Xaver unearths Gomorrah
January 24, 2014From Hamburg, the mighty Elbe River flows northwest, towards the sea. A few kilometers (two miles) outside the city, the river would normally pass a five-kilometer-stretch of beach. Its sand almost completely disappeared in December 2013 thanks to Hurricane Xaver, which left behind only a thick layer of rubble and debris.
Between the tens of thousands of broken red bricks and glazed tiles are scattered forms of warped steel beams, rotting radiators and other items. They clearly once belonged to residential buildings.
"You could say that several streets of Hamburg have been dumped here in their entirety," says Dr. Daniel Nösler, an archaeologist with the nearby district of Stade. "Basically speaking, what we have here is a preserve of what everyday life looked like in Hamburg up until 1943," he told DW.
The debris is a grim leftover from World War II. In late July and early August of 1943 - the height of the conflict from Hamburg's point of view - the city became the target of an allied bombing campaign code named Operation Gomorrah. British and American planes dropped countless bombs on the city over several days, killing more than 40,000 and pulverizing entire boroughs. More than a quarter of a million apartments were destroyed as well as thousands of industrial and commercial buildings, schools and churches.
Treasure hunt
When the clean-up began after the war, ships took some of the resulting debris down the Elbe River. By dumping it on the beach near Stade, authorities killed two birds with one stone: It was a quick and easy way to free Hamburg of some of the thousands of cubic meters (tens of thousands of cubic feet) of rubble that were clogging up the city, and it was also an effective means of strengthening and reinforcing the riverbank. For years the debris remained buried underneath the beach. In December, Hurricane Xaver turned the beach upside down.

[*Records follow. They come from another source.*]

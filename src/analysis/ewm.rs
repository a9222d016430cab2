//! Exponentially-weighted trajectory statistics with outlier rejection and
//! divergence ("blowup") detection.
//!
//! Each training step produces a batch of noisy per-walker local energies.
//! The estimator condenses the batch into a fixed vector of 23 tracked
//! statistics (median, ±1/2/3-sigma percentiles, and raw/log-clipped mean
//! variants under two decay regimes), maintains a running exponentially
//! weighted mean/variance/error for each, freezes the running estimates when
//! a statistic jumps outside its outlier gate, and promotes a sustained
//! excursion of the percentile band to a reported blowup. Blowup is data,
//! not an error: the training driver decides whether to rewind.

use log::{debug, warn};
use serde::{Deserialize, Serialize};

use super::stats::{log_clip, mean, percentile_of_sorted};

/// Number of tracked statistics.
pub const N_STATS: usize = 23;

/// Percentile points: median, then ±68/95/99.7 bands.
const PERCENTILES: [f64; 7] = [50.0, 16.0, 84.0, 2.5, 97.5, 0.15, 99.85];

/// Index of the reference mean (`mean3`) used for blowup deviation.
const BLOWUP_REF: usize = 8;
/// Index of the mean (`mean5`) frozen as the episode baseline.
const BLOWUP_BASELINE: usize = 9;
/// The percentile-band statistics polled for the blowup quorum, together
/// with `BLOWUP_REF`.
const BLOWUP_BAND: std::ops::Range<usize> = 1..7;
/// Simultaneous outliers required to open an episode.
const BLOWUP_QUORUM: usize = 6;
/// Steps without outlier evidence after which an episode is stale.
const BLOWUP_TIMEOUT: u64 = 50;
/// Normalized deviation from the baseline that confirms a blowup.
const BLOWUP_THRESHOLD: f64 = 0.5;
/// Updates before outlier gating and log-clipping switch on.
const WARMUP: u64 = 5;

/// Decay regime of a tracked statistic.
#[derive(Debug, Clone, Copy, PartialEq, Eq)]
pub enum Decay {
    /// Long memory, ceiling 0.96.
    Primary,
    /// Short memory, ceiling 0.80.
    Fast,
}

impl Decay {
    fn cap(self) -> f64 {
        match self {
            Decay::Primary => 0.96,
            Decay::Fast => 0.80,
        }
    }

    /// Step-dependent decay coefficient: adapts fast early, stabilizes late.
    fn coefficient(self, step: u64) -> f64 {
        self.cap().min(1.0 - 1.0 / (2.0 + step as f64 / 10.0))
    }
}

/// Static description of one tracked statistic.
#[derive(Debug, Clone, Copy)]
pub struct StatSpec {
    pub label: &'static str,
    /// Outlier gate in units of the running standard deviation;
    /// infinity means the statistic is never flagged.
    pub threshold: f64,
    pub decay: Decay,
}

const INF: f64 = f64::INFINITY;

/// Index-addressed table of the tracked statistics. Order is load-bearing:
/// 0..7 percentiles, 7..15 primary-decay means, 15..23 fast-decay means,
/// with the `*c` variants computed from log-clipped energies.
pub const STAT_TABLE: [StatSpec; N_STATS] = [
    StatSpec { label: "med", threshold: 3.0, decay: Decay::Primary },
    StatSpec { label: "-1s", threshold: 3.0, decay: Decay::Primary },
    StatSpec { label: "+1s", threshold: 3.0, decay: Decay::Primary },
    StatSpec { label: "-2s", threshold: 3.0, decay: Decay::Primary },
    StatSpec { label: "+2s", threshold: 3.0, decay: Decay::Primary },
    StatSpec { label: "-3s", threshold: 3.0, decay: Decay::Primary },
    StatSpec { label: "+3s", threshold: 3.0, decay: Decay::Primary },
    StatSpec { label: "mean2", threshold: 2.0, decay: Decay::Primary },
    StatSpec { label: "mean3", threshold: 3.0, decay: Decay::Primary },
    StatSpec { label: "mean5", threshold: 5.0, decay: Decay::Primary },
    StatSpec { label: "mean", threshold: INF, decay: Decay::Primary },
    StatSpec { label: "meanc2", threshold: 2.0, decay: Decay::Primary },
    StatSpec { label: "meanc3", threshold: 3.0, decay: Decay::Primary },
    StatSpec { label: "meanc5", threshold: 5.0, decay: Decay::Primary },
    StatSpec { label: "meanc", threshold: INF, decay: Decay::Primary },
    StatSpec { label: "fmean2", threshold: 2.0, decay: Decay::Fast },
    StatSpec { label: "fmean3", threshold: 3.0, decay: Decay::Fast },
    StatSpec { label: "fmean5", threshold: 5.0, decay: Decay::Fast },
    StatSpec { label: "fmean", threshold: INF, decay: Decay::Fast },
    StatSpec { label: "fmeanc2", threshold: 2.0, decay: Decay::Fast },
    StatSpec { label: "fmeanc3", threshold: 3.0, decay: Decay::Fast },
    StatSpec { label: "fmeanc5", threshold: 5.0, decay: Decay::Fast },
    StatSpec { label: "fmeanc", threshold: INF, decay: Decay::Fast },
];

/// Index of a tracked statistic by label.
pub fn stat_index(label: &str) -> Option<usize> {
    STAT_TABLE.iter().position(|spec| spec.label == label)
}

/// A suspected divergence episode.
#[derive(Debug, Clone, PartialEq, Serialize, Deserialize)]
pub enum BlowupEpisode {
    Idle,
    Active {
        /// Step of the most recent quorum of simultaneous outliers.
        last_seen: u64,
        /// Running `mean5` at episode start.
        baseline: f64,
        /// Current normalized deviation of `mean3` from the baseline.
        delta: f64,
        /// Deviation accumulated over the episode.
        accum_delta: f64,
    },
}

/// One row of the output trajectory.
#[derive(Debug, Clone, PartialEq, Serialize, Deserialize)]
pub struct StepRecord {
    pub step: u64,
    pub stat: [f64; N_STATS],
    pub ewm_mean: [f64; N_STATS],
    pub ewm_std: [f64; N_STATS],
    pub ewm_err: [f64; N_STATS],
    pub is_outlier: [bool; N_STATS],
    pub n_outlier: [u64; N_STATS],
    pub blowup_candidate: bool,
    pub blowup: bool,
    pub delta: f64,
    pub accum_delta: f64,
}

/// Outlier-robust exponentially-weighted estimator of an energy trajectory.
#[derive(Debug, Clone, PartialEq, Serialize, Deserialize)]
pub struct EWMEstimator {
    step: u64,
    mean: [f64; N_STATS],
    var: [f64; N_STATS],
    err: [f64; N_STATS],
    is_outlier: [bool; N_STATS],
    n_outlier: [u64; N_STATS],
    episode: BlowupEpisode,
    trajectory: Vec<StepRecord>,
}

impl Default for EWMEstimator {
    fn default() -> Self {
        Self::new()
    }
}

impl EWMEstimator {
    pub fn new() -> Self {
        Self {
            step: 0,
            mean: [0.0; N_STATS],
            var: [0.0; N_STATS],
            err: [0.0; N_STATS],
            is_outlier: [false; N_STATS],
            n_outlier: [0; N_STATS],
            episode: BlowupEpisode::Idle,
            trajectory: Vec::new(),
        }
    }

    /// Consume one step's batch of per-walker local energies.
    pub fn update(&mut self, e_loc: &[f64]) -> &StepRecord {
        let stat = self.statistic_vector(e_loc);
        self.update_vector(stat)
    }

    /// Condense a raw energy batch into the tracked statistic vector.
    fn statistic_vector(&self, e_loc: &[f64]) -> [f64; N_STATS] {
        let mut sorted = e_loc.to_vec();
        sorted.sort_by(f64::total_cmp);
        let mut stat = [0.0; N_STATS];
        for (k, &p) in PERCENTILES.iter().enumerate() {
            stat[k] = percentile_of_sorted(&sorted, p);
        }
        let raw_mean = mean(e_loc);
        let clipped_mean = if self.step > WARMUP {
            // Clip against the previous running median and ±3-sigma band.
            let (clipped, (n_below, n_above)) =
                log_clip(e_loc, self.mean[0], self.mean[5], self.mean[6]);
            if n_below + n_above > 0 {
                debug!("step {}: log-clipped {} energies", self.step, n_below + n_above);
            }
            mean(&clipped)
        } else {
            raw_mean
        };
        stat[7..11].fill(raw_mean);
        stat[11..15].fill(clipped_mean);
        stat[15..19].fill(raw_mean);
        stat[19..23].fill(clipped_mean);
        stat
    }

    /// Core EWM update on an already-condensed statistic vector.
    pub fn update_vector(&mut self, stat: [f64; N_STATS]) -> &StepRecord {
        let i = self.step;
        if i == 0 {
            // First observation: every statistic becomes its own mean.
            self.mean = stat;
        } else {
            if i > WARMUP {
                for j in 0..N_STATS {
                    self.is_outlier[j] = (stat[j] - self.mean[j]).abs()
                        > STAT_TABLE[j].threshold * self.var[j].sqrt();
                }
            }
            for j in 0..N_STATS {
                if self.is_outlier[j] {
                    // Frozen: outlier values never contaminate the running
                    // estimates, but the streak is counted.
                    self.n_outlier[j] += 1;
                } else {
                    let a = STAT_TABLE[j].decay.coefficient(i);
                    let var_new = (1.0 - a) * (stat[j] - self.mean[j]).powi(2) + a * self.var[j];
                    let err_new = (1.0 - a).powi(2) * self.var[j] + a * a * self.err[j];
                    self.mean[j] = (1.0 - a) * stat[j] + a * self.mean[j];
                    self.var[j] = var_new;
                    self.err[j] = err_new;
                    self.n_outlier[j] = 0;
                }
            }
        }

        let n_band = BLOWUP_BAND
            .map(|j| self.is_outlier[j] as usize)
            .sum::<usize>()
            + self.is_outlier[BLOWUP_REF] as usize;
        let blowup_candidate = n_band >= BLOWUP_QUORUM;
        if blowup_candidate {
            match &mut self.episode {
                BlowupEpisode::Idle => {
                    debug!("step {i}: blowup episode opened");
                    self.episode = BlowupEpisode::Active {
                        last_seen: i,
                        baseline: self.mean[BLOWUP_BASELINE],
                        delta: 0.0,
                        accum_delta: 0.0,
                    };
                }
                BlowupEpisode::Active { last_seen, .. } => *last_seen = i,
            }
        }
        if let BlowupEpisode::Active { last_seen, .. } = &self.episode {
            if i - last_seen > BLOWUP_TIMEOUT {
                debug!("step {i}: blowup episode timed out");
                self.episode = BlowupEpisode::Idle;
            }
        }
        let (delta, accum_delta, blowup) = match &mut self.episode {
            BlowupEpisode::Idle => (0.0, 0.0, false),
            BlowupEpisode::Active { baseline, delta, accum_delta, .. } => {
                *delta = (self.mean[BLOWUP_REF] - *baseline) / self.var[BLOWUP_REF].sqrt();
                *accum_delta += *delta;
                (*delta, *accum_delta, *delta > BLOWUP_THRESHOLD)
            }
        };
        if blowup {
            warn!("step {i}: blowup detected, delta {delta:.3}");
        }

        let mut ewm_std = [0.0; N_STATS];
        let mut ewm_err = [0.0; N_STATS];
        for j in 0..N_STATS {
            ewm_std[j] = self.var[j].sqrt();
            ewm_err[j] = self.err[j].sqrt();
        }
        self.trajectory.push(StepRecord {
            step: i,
            stat,
            ewm_mean: self.mean,
            ewm_std,
            ewm_err,
            is_outlier: self.is_outlier,
            n_outlier: self.n_outlier,
            blowup_candidate,
            blowup,
            delta,
            accum_delta,
        });
        self.step += 1;
        self.trajectory.last().expect("record just pushed")
    }

    /// Number of updates consumed so far.
    pub fn step(&self) -> u64 {
        self.step
    }

    pub fn running_mean(&self) -> &[f64; N_STATS] {
        &self.mean
    }

    pub fn running_var(&self) -> &[f64; N_STATS] {
        &self.var
    }

    pub fn outlier_flags(&self) -> &[bool; N_STATS] {
        &self.is_outlier
    }

    pub fn episode(&self) -> &BlowupEpisode {
        &self.episode
    }

    /// Whether the most recent step was reported as a blowup.
    pub fn blowup(&self) -> bool {
        self.trajectory.last().is_some_and(|r| r.blowup)
    }

    /// The append-only trajectory of per-step records.
    pub fn trajectory(&self) -> &[StepRecord] {
        &self.trajectory
    }

    /// Running estimate of the energy: the unclipped `mean` statistic with
    /// its error, once at least one step has been consumed.
    pub fn energy(&self) -> Option<(f64, f64)> {
        if self.trajectory.is_empty() {
            return None;
        }
        let j = stat_index("mean").expect("mean is in the table");
        Some((self.mean[j], self.err[j].sqrt()))
    }
}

For archaeologists like Nösler, it's created an opportunity to go on a treasure hunt. Ceramic bottle caps and pieces of porcelain bearing the inscriptions of their manufacturer provide a hint at what a dinner table in Hamburg might have looked like in 1943. The larger items include a cast-iron hatch door that could once have been part of a cellar or bunker. Two gas-fired streetlights would once have lit a nightly street in Hamburg. One of them has been overgrown almost completely by the roots of a tree, illustrating how long it's been here. A few steps further, a massive block of granite has come to rest. Probingly, Nösler kicks it with the tip of his boot.
"It probably weighs around a ton," he says. "It looks like a fragment that could once have decorated a building."
Chilling insight
Also among the rubble are countless pieces of warped glass. They too provide chilling insight into wartime devastation.
"The bombing caused a firestorm in central Hamburg. Glass only begins to melt at around one thousand degrees Celsius, so these pieces illustrate how incredibly hot the fire must have burned." The archaeologist said the glass was likely to have once been windows, bottles or glasses.
One specific fragment serves as an especially impressive reminder of the civilian suffering caused by Operation Gomorrah. It's between four and five centimeters long (two inches) and is blue, red and white.
"It could once have been a piece of jewellery made from glass pearls," Nösler says. "Now it has melted completely."
Jewish artefacts
Each item has the potential to tell a fascinating story. Archeologically, the beach reveals little that is new. The1940s, after all, are well documented.
Still, Hurricane Xaver has helped solve what was once something of a mystery to Nösler.
In 2011 the lower half of a headstone from a Jewish cemetery was discovered near the beach. Initially, Nösler and his colleagues had no idea how it had ended up there.
When Hurricane Xaver swept the beach, it unearthed stone fragments bearing Hebrew lettering or the Star of David. Knowing where the rubble on the beach had come from, Nösler contacted some colleagues at the Jewish cemetery in the Altona district of Hamburg.
"Using historical pictures, we were able to establish that this headstone belonged to one Schimon ben Izek Gowe, who died in 1745," Nösler says. "And we were able to determine that it once stood in the Jewish cemetery in Hamburg."
What's more, the upper half of the headstone still exists. It has been preserved as part of a project to reconstruct the Jewish cemetery in Altona, one of the most significant Jewish gravesites in the world. Now that its origin has been established, Nösler's half of the headstone will go back to Hamburg, where it'll be reunited with its other half.